**Problem requirements:** The entries below contain a stretch that opens with the line containing "WithCountdown::new(b.clone(), b.expires_at, now))" and closes with the line containing "no member resolves."; set down that stretch exactly, both ends included, and nothing else.

**Data records:**
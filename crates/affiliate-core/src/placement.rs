//! Banner section assignment for one page load.
//!
//! Given every stored banner and rotation, decide what renders in each of
//! the five layout sections. Active rotations claim their member banners:
//! a claimed banner is only ever shown through its rotation, never as a
//! standalone banner in any section. Expired rotations release their
//! members back to standalone display.

use std::collections::{BTreeMap, BTreeSet};

use affiliate_types::{Banner, BannerId, BannerRotation, RotationId, Section};
use chrono::{DateTime, Utc};
use serde::Serialize;

use crate::countdown::{Countdown, WithCountdown};

/// What renders in every section, in layout order.
#[derive(Debug, Clone, PartialEq, Eq, Serialize)]
pub struct PagePlacement {
    /// One slot per section, always all five, top to bottom.
    pub sections: Vec<SectionSlot>,
}

impl PagePlacement {
    /// Borrow the slot for `section`.
    pub fn slot(&self, section: Section) -> Option<&SectionSlot> {
        self.sections.iter().find(|slot| slot.section == section)
    }
}

/// The contents of one layout section.
#[derive(Debug, Clone, PartialEq, Eq, Serialize)]
pub struct SectionSlot {
    /// Which section this is.
    pub section: Section,
    /// Active rotations targeting the section.
    pub rotations: Vec<RotationSlot>,
    /// Unclaimed, unexpired banners targeting the section.
    pub banners: Vec<WithCountdown<Banner>>,
}

impl SectionSlot {
    /// Return true when nothing renders in this section.
    pub fn is_empty(&self) -> bool {
        self.rotations.is_empty() && self.banners.is_empty()
    }
}

/// An active rotation with its members resolved to banners.
#[derive(Debug, Clone, PartialEq, Eq, Serialize)]
pub struct RotationSlot {
    /// The rotation.
    pub rotation_id: RotationId,
    /// Display name.
    pub name: String,
    /// Per-member display interval.
    pub rotation_duration_ms: u64,
    /// When the rotation releases its banners.
    pub expires_at: Option<DateTime<Utc>>,
    /// Time left before expiry.
    #[serde(skip_serializing_if = "Option::is_none")]
    pub countdown: Option<Countdown>,
    /// Members in display order.
    pub banners: Vec<Banner>,
}

/// Return true when the rotation has no expiry or expires after `now`.
pub fn is_rotation_active(rotation: &BannerRotation, now: DateTime<Utc>) -> bool {
    rotation.expires_at.is_none_or(|at| at > now)
}

/// The active subset of `rotations`, in input order.
pub fn active_rotations(rotations: &[BannerRotation], now: DateTime<Utc>) -> Vec<&BannerRotation> {
    rotations
        .iter()
        .filter(|r| is_rotation_active(r, now))
        .collect()
}

/// Every banner id claimed by the given rotations.
pub fn claimed_banner_ids<'a, I>(active: I) -> BTreeSet<BannerId>
where
    I: IntoIterator<Item = &'a BannerRotation>,
{
    active
        .into_iter()
        .flat_map(|r| r.banner_ids.iter().copied())
        .collect()
}

/// Banners targeting `section` that are neither claimed nor expired, in
/// input order.
pub fn standalone_banners<'a>(
    banners: &'a [Banner],
    section: Section,
    claimed: &BTreeSet<BannerId>,
    now: DateTime<Utc>,
) -> Vec<&'a Banner> {
    banners
        .iter()
        .filter(|b| b.targets(section) && !claimed.contains(&b.id) && !b.is_expired(now))
        .collect()
}

/// Members of `candidate` already claimed by another active rotation.
///
/// `exclude` skips the rotation being replaced so it is not compared with
/// itself.
pub fn overlapping_banner_ids(
    candidate: &[BannerId],
    rotations: &[BannerRotation],
    exclude: Option<RotationId>,
    now: DateTime<Utc>,
) -> Vec<BannerId> {
    let claimed = claimed_banner_ids(
        rotations
            .iter()
            .filter(|r| Some(r.id) != exclude && is_rotation_active(r, now)),
    );
    let mut seen = BTreeSet::new();
    candidate
        .iter()
        .copied()
        .filter(|id| claimed.contains(id) && seen.insert(*id))
        .collect()
}

/// Build the full page placement.
pub fn assign_sections(
    banners: &[Banner],
    rotations: &[BannerRotation],
    now: DateTime<Utc>,
) -> PagePlacement {
    let active = active_rotations(rotations, now);
    let claimed = claimed_banner_ids(active.iter().copied());
    let by_id: BTreeMap<BannerId, &Banner> = banners.iter().map(|b| (b.id, b)).collect();

    let sections = Section::ALL
        .iter()
        .map(|&section| {
            let rotations = active
                .iter()
                .filter(|r| r.section == section)
                .filter_map(|r| resolve_rotation(r, &by_id, now))
                .collect();
            let banners = standalone_banners(banners, section, &claimed, now)
                .into_iter()
                .map(|b| WithCountdown::new(b.clone(), b.expires_at, now))
                .collect();
            SectionSlot {
                section,
                rotations,
                banners,
            }
        })
        .collect();

    PagePlacement { sections }
}

/// Resolve members in `banner_ids` order, skipping ids that did not load.
/// Returns `None` when no member resolves.
fn resolve_rotation(
    rotation: &BannerRotation,
    by_id: &BTreeMap<BannerId, &Banner>,
    now: DateTime<Utc>,
) -> Option<RotationSlot> {
    let members: Vec<Banner> = rotation
        .banner_ids
        .iter()
        .filter_map(|id| by_id.get(id).map(|b| (*b).clone()))
        .collect();
    if members.is_empty() {
        tracing::debug!(rotation_id = %rotation.id, "rotation has no loadable members, skipping");
        return None;
    }
    Some(RotationSlot {
        rotation_id: rotation.id,
        name: rotation.name.clone(),
        rotation_duration_ms: rotation.rotation_duration_ms,
        expires_at: rotation.expires_at,
        countdown: Countdown::for_expiry(rotation.expires_at, now),
        banners: members,
    })
}

#[cfg(test)]
mod tests {
    #![allow(clippy::unwrap_used, clippy::indexing_slicing, clippy::arithmetic_side_effects)]

    use chrono::{Duration, TimeZone};

    use super::*;

    fn now() -> DateTime<Utc> {
        Utc.with_ymd_and_hms(2025, 6, 1, 12, 0, 0).unwrap()
    }

    fn banner(sections: &[Section]) -> Banner {
        Banner {
            id: BannerId::new(),
            title: None,
            image_url: "https://cdn.example.com/b.png".to_owned(),
            links: vec!["https://example.com".to_owned()],
            sections: sections.to_vec(),
            expires_at: None,
            created_at: now(),
        }
    }

    fn rotation(section: Section, ids: &[BannerId], expires_at: Option<DateTime<Utc>>) -> BannerRotation {
        BannerRotation {
            id: RotationId::new(),
            name: "promo".to_owned(),
            banner_ids: ids.to_vec(),
            section,
            rotation_duration_ms: 1000,
            expires_at,
            created_at: now(),
        }
    }

    fn standalone_ids(placement: &PagePlacement, section: Section) -> Vec<BannerId> {
        placement
            .slot(section)
            .unwrap()
            .banners
            .iter()
            .map(|b| b.item.id)
            .collect()
    }

    #[test]
    fn claimed_banners_leave_every_standalone_list() {
        let a = banner(&[Section::Top, Section::Footer]);
        let b = banner(&[Section::Top]);
        let c = banner(&[Section::Top]);
        let r = rotation(Section::Sidebar, &[a.id, b.id], None);
        let banners = vec![a.clone(), b.clone(), c.clone()];

        let placement = assign_sections(&banners, &[r.clone()], now());

        assert_eq!(standalone_ids(&placement, Section::Top), vec![c.id]);
        assert!(standalone_ids(&placement, Section::Footer).is_empty());
        let sidebar = placement.slot(Section::Sidebar).unwrap();
        assert_eq!(sidebar.rotations.len(), 1);
        let members: Vec<BannerId> = sidebar.rotations[0].banners.iter().map(|b| b.id).collect();
        assert_eq!(members, vec![a.id, b.id]);
    }

    #[test]
    fn expired_rotation_releases_members() {
        let a = banner(&[Section::Top]);
        let b = banner(&[Section::Top]);
        let r = rotation(Section::Top, &[a.id, b.id], Some(now() - Duration::minutes(1)));

        let placement = assign_sections(&[a.clone(), b.clone()], &[r], now());

        let top = placement.slot(Section::Top).unwrap();
        assert!(top.rotations.is_empty());
        assert_eq!(standalone_ids(&placement, Section::Top), vec![a.id, b.id]);
    }

    #[test]
    fn rotation_expiring_exactly_now_is_inactive() {
        let r = rotation(Section::Top, &[], Some(now()));
        assert!(!is_rotation_active(&r, now()));
        let later = rotation(Section::Top, &[], Some(now() + Duration::seconds(1)));
        assert!(is_rotation_active(&later, now()));
    }

    #[test]
    fn empty_input_yields_five_empty_slots() {
        let placement = assign_sections(&[], &[], now());
        assert_eq!(placement.sections.len(), 5);
        assert!(placement.sections.iter().all(SectionSlot::is_empty));
        let order: Vec<Section> = placement.sections.iter().map(|s| s.section).collect();
        assert_eq!(order, Section::ALL.to_vec());
    }

    #[test]
    fn members_resolve_in_rotation_order_and_missing_are_skipped() {
        let a = banner(&[Section::Footer]);
        let b = banner(&[Section::Footer]);
        let ghost = BannerId::new();
        let r = rotation(Section::Footer, &[b.id, ghost, a.id], None);

        let placement = assign_sections(&[a.clone(), b.clone()], &[r], now());

        let slot = placement.slot(Section::Footer).unwrap();
        let members: Vec<BannerId> = slot.rotations[0].banners.iter().map(|m| m.id).collect();
        assert_eq!(members, vec![b.id, a.id]);
    }

    #[test]
    fn rotation_with_no_loadable_members_is_omitted() {
        let r = rotation(Section::Top, &[BannerId::new(), BannerId::new()], None);
        let placement = assign_sections(&[], &[r], now());
        assert!(placement.slot(Section::Top).unwrap().rotations.is_empty());
    }

    #[test]
    fn expired_banner_is_hidden() {
        let mut a = banner(&[Section::Top]);
        a.expires_at = Some(now() - Duration::seconds(5));
        let b = banner(&[Section::Top]);
        let placement = assign_sections(&[a, b.clone()], &[], now());
        assert_eq!(standalone_ids(&placement, Section::Top), vec![b.id]);
    }

    #[test]
    fn banner_in_two_rotations_shows_in_both() {
        let a = banner(&[Section::Top]);
        let b = banner(&[Section::Top]);
        let c = banner(&[Section::Top]);
        let first = rotation(Section::Top, &[a.id, b.id], None);
        let second = rotation(Section::Footer, &[a.id, c.id], None);

        let placement = assign_sections(&[a.clone(), b, c], &[first, second], now());

        for section in [Section::Top, Section::Footer] {
            let slot = placement.slot(section).unwrap();
            assert!(slot.rotations[0].banners.iter().any(|m| m.id == a.id));
        }
    }

    #[test]
    fn overlap_detection_ignores_excluded_and_expired() {
        let a = BannerId::new();
        let b = BannerId::new();
        let live = rotation(Section::Top, &[a, b], None);
        let dead = rotation(Section::Top, &[b], Some(now() - Duration::hours(1)));
        let rotations = vec![live.clone(), dead];

        assert_eq!(overlapping_banner_ids(&[b, a, b], &rotations, None, now()), vec![b, a]);
        assert!(overlapping_banner_ids(&[a, b], &rotations, Some(live.id), now()).is_empty());
    }
}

**Exercise answer:**
                .map(|b| WithCountdown::new(b.clone(), b.expires_at, now))
                .collect();
            SectionSlot {
                section,
                rotations,
                banners,
            }
        })
        .collect();

    PagePlacement { sections }
}

/// Resolve members in `banner_ids` order, skipping ids that did not load.
/// Returns `None` when no member resolves.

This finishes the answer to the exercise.